Sonntag – Autobahn
Deutschland hält nicht mehr viele Abenteuer bereit, es sei denn man begibt sich am Sonntag auf die Autobahn, um z.B. seine Eltern zu besuchen. 11:00 Uhr, Außentemperatur bereits 20°C, zu warm für den deutschen Autofahrer. Allsonntäglich tritt der Deutsche den Beweis an, das er zwar das Auto, nicht aber das Autofahren erfunden hat.
Hamburg B5, Begrenzung auf 70 km/h, zwei Spuren. Grüner japanischer Kleinwagen, gepfegte Frau Anfang 50 wechselt unmotiviert mit 80 km/h (70 fährt hier eh keiner) auf die linke Spur. Diese Aktion kontert der Fahrer eines Opel Senator 3.0V6 (oder so) mit ca. 100 km/h durch ein Überholmanöver auf der rechten Spur, das ansatzlos ohne Blinken erfolgt. Alle übrigen Verkehrsteilnehmer werden souverän ausgebremst, der Opelfahrer beweist die natürliche Überlegenheit des Mannes am Steuer.

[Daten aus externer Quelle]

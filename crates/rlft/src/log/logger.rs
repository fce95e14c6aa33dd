//! Metric logger traits and composites.

use std::collections::HashMap;

/// Trait for logging metrics to various backends.
pub trait MetricLogger: Send + Sync {
    /// Log a single scalar (e.g. loss).
    fn log_scalar(&self, name: &str, value: f64, step: u64) {
        let mut metrics = HashMap::with_capacity(1);
        metrics.insert(name.to_string(), value);
        self.log_metrics(&metrics, step);
    }

    /// Log every metric of one emission.
    fn log_metrics(&self, metrics: &HashMap<String, f64>, step: u64);

    /// Close the logger and flush any pending writes.
    fn close(&self) {}
}

/// A logger that does nothing (default).
pub struct NoOpLogger;

impl MetricLogger for NoOpLogger {
    fn log_metrics(&self, _metrics: &HashMap<String, f64>, _step: u64) {}
}

/// A composite logger that dispatches to multiple backends.
#[derive(Default)]
pub struct CompositeLogger {
    loggers: Vec<Box<dyn MetricLogger>>,
}

impl CompositeLogger {
    pub fn new(loggers: Vec<Box<dyn MetricLogger>>) -> Self {
        Self { loggers }
    }

    pub fn add(&mut self, logger: Box<dyn MetricLogger>) {
        self.loggers.push(logger);
    }

    pub fn len(&self) -> usize {
        self.loggers.len()
    }

    pub fn is_empty(&self) -> bool {
        self.loggers.is_empty()
    }
}

impl MetricLogger for CompositeLogger {
    fn log_scalar(&self, name: &str, value: f64, step: u64) {
        for logger in &self.loggers {
            logger.log_scalar(name, value, step);
        }
    }

    fn log_metrics(&self, metrics: &HashMap<String, f64>, step: u64) {
        for logger in &self.loggers {
            logger.log_metrics(metrics, step);
        }
    }

    fn close(&self) {
        for logger in &self.loggers {
            logger.close();
        }
    }
}
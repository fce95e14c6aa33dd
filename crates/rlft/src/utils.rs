//! Utility functions.

use std::time::Duration;

/// Seed the tensor backend's RNG.
pub fn set_seed(_seed: u64) {
    #[cfg(feature = "torch")]
    tch::manual_seed(_seed as i64);
}

/// Format a duration as "1h 2m 3s", dropping leading zero units.
pub fn format_duration(duration: Duration) -> String {
    let secs = duration.as_secs();
    let h = secs / 3600;
    let m = (secs % 3600) / 60;
    let s = secs % 60;

    if h > 0 {
        format!("{}h {}m {}s", h, m, s)
    } else if m > 0 {
        format!("{}m {}s", m, s)
    } else {
        format!("{}s", s)
    }
}
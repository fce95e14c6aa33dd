//! Cross-worker collectives for data-parallel training.
//!
//! Workers run the same step on disjoint batch shards. The loss path only
//! needs two capabilities from the distributed runtime: averaging a scalar
//! across workers and knowing which worker is primary.
use crate::{Result, RlftError};
use crossbeam_channel::{bounded, Receiver, Sender};
use std::sync::{Arc, Barrier};

/// Distributed runtime seen by the loss computation.
pub trait Collective: Send + Sync {
    /// Average `value` across all workers. Blocks until every worker has
    /// contributed.
    fn reduce_mean(&self, value: f64) -> Result<f64>;

    /// Barrier synchronization
    fn barrier(&self);

    /// Get world size
    fn world_size(&self) -> usize;

    /// Get current rank
    fn rank(&self) -> usize;

    /// The worker allowed to perform side effects such as checkpoint writes.
    fn is_primary(&self) -> bool {
        self.rank() == 0
    }
}

/// Single worker, no communication.
#[derive(Clone, Copy, Debug, Default)]
pub struct SingleProcess;

impl Collective for SingleProcess {
    fn reduce_mean(&self, value: f64) -> Result<f64> {
        Ok(value)
    }

    fn barrier(&self) {}

    fn world_size(&self) -> usize {
        1
    }

    fn rank(&self) -> usize {
        0
    }
}

/// Channel ends owned by one worker. Dropping a worker's handle closes
/// its channels, so peers see a disconnect instead of blocking.
#[derive(Clone)]
enum Links {
    /// Rank 0: one gather receiver and one scatter sender per peer.
    Root {
        gather: Vec<Receiver<f64>>,
        scatter: Vec<Sender<f64>>,
    },
    Peer {
        gather: Sender<f64>,
        scatter: Receiver<f64>,
    },
}

/// One worker of a thread-local group. Rank 0 gathers, averages and
/// broadcasts.
#[derive(Clone)]
pub struct ThreadCollective {
    rank: usize,
    world_size: usize,
    barrier: Arc<Barrier>,
    links: Links,
}

impl ThreadCollective {
    /// Create one handle per rank for a group of `world_size` workers.
    pub fn group(world_size: usize) -> Vec<Self> {
        let barrier = Arc::new(Barrier::new(world_size));
        let mut root_gather = Vec::with_capacity(world_size.saturating_sub(1));
        let mut root_scatter = Vec::with_capacity(world_size.saturating_sub(1));
        let mut peers = Vec::with_capacity(world_size.saturating_sub(1));

        for rank in 1..world_size {
            let (gs, gr) = bounded(1);
            let (ss, sr) = bounded(1);
            root_gather.push(gr);
            root_scatter.push(ss);
            peers.push(Self {
                rank,
                world_size,
                barrier: Arc::clone(&barrier),
                links: Links::Peer {
                    gather: gs,
                    scatter: sr,
                },
            });
        }

        let root = Self {
            rank: 0,
            world_size,
            barrier,
            links: Links::Root {
                gather: root_gather,
                scatter: root_scatter,
            },
        };
        std::iter::once(root).chain(peers).take(world_size).collect()
    }
}

fn disconnected(what: &str, rank: usize) -> RlftError {
    RlftError::Collective(format!("{} channel for rank {} disconnected", what, rank))
}

impl Collective for ThreadCollective {
    fn reduce_mean(&self, value: f64) -> Result<f64> {
        if self.world_size <= 1 {
            return Ok(value);
        }

        match &self.links {
            Links::Root { gather, scatter } => {
                let mut sum = value;
                for (i, rx) in gather.iter().enumerate() {
                    sum += rx.recv().map_err(|_| disconnected("gather", i + 1))?;
                }
                let mean = sum / self.world_size as f64;
                for (i, tx) in scatter.iter().enumerate() {
                    tx.send(mean).map_err(|_| disconnected("scatter", i + 1))?;
                }
                Ok(mean)
            }
            Links::Peer { gather, scatter } => {
                gather
                    .send(value)
                    .map_err(|_| disconnected("gather", self.rank))?;
                scatter
                    .recv()
                    .map_err(|_| disconnected("scatter", self.rank))
            }
        }
    }

    fn barrier(&self) {
        self.barrier.wait();
    }

    fn world_size(&self) -> usize {
        self.world_size
    }

    fn rank(&self) -> usize {
        self.rank
    }
}

#[cfg(test)]
mod tests {
    use super::*;
    use std::thread;

    #[test]
    fn test_single_process() {
        assert_eq!(SingleProcess.reduce_mean(3.5).unwrap(), 3.5);
        assert!(SingleProcess.is_primary());
        assert_eq!(SingleProcess.world_size(), 1);
    }

    #[test]
    fn test_thread_group_reduce_mean() {
        let handles: Vec<_> = ThreadCollective::group(4)
            .into_iter()
            .map(|c| {
                thread::spawn(move || {
                    let first = c.reduce_mean(c.rank() as f64).unwrap();
                    let second = c.reduce_mean(10.0 * c.rank() as f64).unwrap();
                    c.barrier();
                    (c.is_primary(), first, second)
                })
            })
            .collect();

        let results: Vec<_> = handles.into_iter().map(|h| h.join().unwrap()).collect();
        assert_eq!(results.iter().filter(|r| r.0).count(), 1);
        for (_, first, second) in results {
            assert_eq!(first, 1.5);
            assert_eq!(second, 15.0);
        }
    }

    #[test]
    fn test_dropped_peer_disconnects_root() {
        let mut group = ThreadCollective::group(3);
        let peer = group.pop().unwrap();
        drop(peer);

        let root = group.remove(0);
        let survivor = group.pop().unwrap();
        let handle = thread::spawn(move || survivor.reduce_mean(1.0));

        match root.reduce_mean(0.0) {
            Err(RlftError::Collective(msg)) => assert!(msg.contains("rank 2")),
            other => panic!("expected collective error, got {:?}", other),
        }
        // Root drops its scatter ends, so the surviving peer is released too.
        drop(root);
        assert!(matches!(
            handle.join().unwrap(),
            Err(RlftError::Collective(_))
        ));
    }

    #[test]
    fn test_dead_root_releases_peer() {
        let mut group = ThreadCollective::group(2);
        let peer = group.pop().unwrap();
        drop(group);
        assert!(peer.reduce_mean(1.0).is_err());
    }

    #[test]
    fn test_group_of_one_needs_no_peers() {
        let mut group = ThreadCollective::group(1);
        let c = group.pop().unwrap();
        assert_eq!(c.reduce_mean(2.0).unwrap(), 2.0);
        c.barrier();
    }
}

Ein guter Anfang, da ist noch was drin. A1, Baustelle Billstedt, Begrenzung auf 60 km/h, einer Geschwindigkeit, die der Deutsche auf einer Autobahn nicht akzeptiert. Ein Hinweis an die Straßenmeistereien: hier lassen sich Hundertausende von Steuergeldern sparen, indem Schilder mit Geschwindigkeitsbeschränkungen auf 60 und 80 nicht mehr angeschafft werden.
In der 60er-Zone wird man flott überholt, allgemeine Richtgeschwindigkeit ist zwischen 90 und 100 km/h. Der Verkehr stockt zumindest nicht.
Hamburg Süd – langezogene Auffahrt Richtung Süden nach Stillhorn, wieder Begrenzung auf 80 km/h. Im Reisebus aus Stendal beweist der Profi des Kraftverkehrs, daß diese Kurve auch mit 100 km/h genommen werden kann und treibt die ungeübte Sonntagausflugsmeute vor sich her.
Sonntag ist der Tag, der für normale Fahrer noch einige Abenteuer bereihält. Zwei Lager stehen sich unversöhnlich gegenüber: Gelegenheitsfahrer mit einer Jahreskilometerleistung von 500 km und Vollprofis, die auch noch mit 1,5 Promille das ihnen anvertraute Gefährt beherrschen. Diese interessante Mischung hält immerwieder Kabinettstückchen der deutschen Autofahrerkunst bereit.